» WHAT YOU ARE ASKED TO DO
The answer is the number of lines in the data that contain the word "account"; give it alone.
━━━━━ RECORDS FOR THIS TASK
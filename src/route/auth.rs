use argon2::Argon2;
use axum::{
	extract::State,
	http::{header, StatusCode},
	response::IntoResponse,
	routing::{get, post},
};
use serde::Deserialize;
use uuid::Uuid;
use validator::{Validate, ValidationError};

use crate::{
	extract::{Json, Session},
	model, session, AppState, Database,
};

pub const KEY_LENGTH: usize = 32;

pub fn routes() -> axum::Router<AppState> {
	axum::Router::new()
		.route("/register", post(register))
		.route("/login", post(login))
		.route("/logout", get(logout))
		.route("/me", get(me))
}

/// An error that can occur during authentication.
///
/// Note that the messages are presented to the client, so they should not contain
/// sensitive information.
#[derive(Debug, thiserror::Error)]
pub enum Error {
	#[error("invalid username or password")]
	InvalidUsernameOrPassword,
	#[error("password validation error")]
	Argon(#[from] argon2::Error),
	#[error("no session cookie")]
	NoSessionCookie,
	#[error("invalid session cookie")]
	InvalidSessionCookie,
	#[error("admin access required")]
	AdminRequired,
	#[error("username already taken")]
	UsernameTaken,
}

impl Error {
	pub fn status(&self) -> StatusCode {
		match self {
			Self::InvalidUsernameOrPassword
			| Self::NoSessionCookie
			| Self::InvalidSessionCookie => StatusCode::UNAUTHORIZED,
			Self::AdminRequired => StatusCode::FORBIDDEN,
			Self::Argon(..) => StatusCode::INTERNAL_SERVER_ERROR,
			Self::UsernameTaken => StatusCode::CONFLICT,
		}
	}
}

fn validate_username(username: &str) -> Result<(), ValidationError> {
	if username.chars().any(|c| !c.is_alphanumeric()) {
		return Err(ValidationError::new("username must be alphanumeric"));
	}

	Ok(())
}

#[derive(Deserialize, Validate)]
pub struct LoginInput {
	#[validate(length(min = 3, max = 16))]
	pub username: String,
	#[validate(length(min = 8, max = 128))]
	pub password: String,
}

#[derive(Deserialize, Validate)]
pub struct RegisterInput {
	/// The username that is displayed to the public.
	#[validate(length(min = 3, max = 16), custom(function = "validate_username"))]
	pub username: String,
	#[validate(length(min = 8, max = 128))]
	pub password: String,
}

/// Hashes a password with Argon2, using the user's id as a salt.
/// Since this is only used for logging in and creating a new password,
/// the scope of this function can remain in here with no issues.
fn hash_password(
	hasher: &Argon2,
	password: &str,
	id: &Uuid,
) -> Result<[u8; KEY_LENGTH], argon2::Error> {
	let mut hash = [0; KEY_LENGTH];

	hasher.hash_password_into(password.as_bytes(), id.as_bytes(), &mut hash)?;
	Ok(hash)
}

/// Returns the authenticated user.
async fn me(session: Session) -> impl IntoResponse {
	Json(session.user)
}

/// Returns a session cookie, assuming the credentials are valid.
async fn login(
	State(state): State<AppState>,
	Json(auth): Json<LoginInput>,
) -> Result<impl IntoResponse, crate::Error> {
	let user = sqlx::query_as::<_, model::User>(r#"SELECT * FROM "user" WHERE username = $1"#)
		.bind(&auth.username)
		.fetch_one(&state.database)
		.await;

	let Ok(user) = user else {
		return Err(Error::InvalidUsernameOrPassword.into());
	};

	let hashed = hash_password(&state.hasher, &auth.password, &user.id).map_err(Error::Argon)?;

	if user.password != hashed {
		return Err(Error::InvalidUsernameOrPassword.into());
	}

	let session_id =
		sqlx::query_scalar::<_, Uuid>("INSERT INTO session (user_id) VALUES ($1) RETURNING id")
			.bind(user.id)
			.fetch_one(&state.database)
			.await?;

	let cookie = session::create_cookie(session_id);

	Ok(([(header::SET_COOKIE, cookie.to_string())], Json(user)))
}

/// Logs out of the authenticated account.
async fn logout(
	State(database): State<Database>,
	session: Session,
) -> Result<impl IntoResponse, crate::Error> {
	sqlx::query("DELETE FROM session WHERE id = $1")
		.bind(session.id)
		.execute(&database)
		.await?;

	// Clear the session cookie
	Ok([(header::SET_COOKIE, session::clear_cookie().to_string())])
}

/// Registers a new account, returning an associated session cookie.
async fn register(
	State(state): State<AppState>,
	Json(auth): Json<RegisterInput>,
) -> Result<impl IntoResponse, crate::Error> {
	let user_id = Uuid::new_v4();
	let hashed = hash_password(&state.hasher, &auth.password, &user_id).map_err(Error::Argon)?;

	let mut tx = state.database.begin().await?;

	let user = sqlx::query_as::<_, model::User>(
		r#"
			INSERT INTO "user" (id, username, password) VALUES ($1, $2, $3) RETURNING *
		"#,
	)
	.bind(user_id)
	.bind(&auth.username)
	.bind(hashed.as_slice())
	.fetch_one(&mut *tx)
	.await
	.map_err(|e| match e {
		sqlx::Error::Database(ref d) => match d.constraint() {
			Some("user_username_key") => Error::UsernameTaken.into(),
			_ => crate::Error::Database(e),
		},
		e => crate::Error::Database(e),
	})?;

	let session_id =
		sqlx::query_scalar::<_, Uuid>("INSERT INTO session (user_id) VALUES ($1) RETURNING id")
			.bind(user_id)
			.fetch_one(&mut *tx)
			.await?;

	tx.commit().await?;

	let cookie = session::create_cookie(session_id);

	Ok(([(header::SET_COOKIE, cookie.to_string())], Json(user)))
}

#[cfg(test)]
mod test {
	use crate::test::*;

	#[sqlx::test]
	async fn test_signup_flow(pool: Database) {
		let app = app(pool);

		let response = app
			.post("/auth/register")
			.json(&json!({
				"username": "june",
				"password": "hunter2hunter",
			}))
			.await;

		assert_eq!(response.status_code(), 200);

		assert!(response
			.header("set-cookie")
			.to_str()
			.unwrap()
			.starts_with("haven_session="));

		let response = app
			.post("/auth/login")
			.json(&json!({
				"username": "june",
				"password": "hunter2hunter",
			}))
			.await;

		assert_eq!(response.status_code(), 200);

		let response = app.get("/auth/me").await;

		assert_eq!(response.status_code(), 200);
		assert_eq!(response.json::<serde_json::Value>()["username"], "june");
	}

	#[sqlx::test]
	async fn test_username_taken(pool: Database) {
		let app = app(pool);

		let register = || {
			app.post("/auth/register").json(&json!({
				"username": "june",
				"password": "hunter2hunter",
			}))
		};

		assert_eq!(register().await.status_code(), 200);
		assert_eq!(register().await.status_code(), 409);
	}

	#[sqlx::test]
	async fn test_me_requires_session(pool: Database) {
		let app = app(pool);

		let response = app.get("/auth/me").await;

		assert_eq!(response.status_code(), 401);
	}
}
━━━━━━━━━━
» ANSWER AREA
2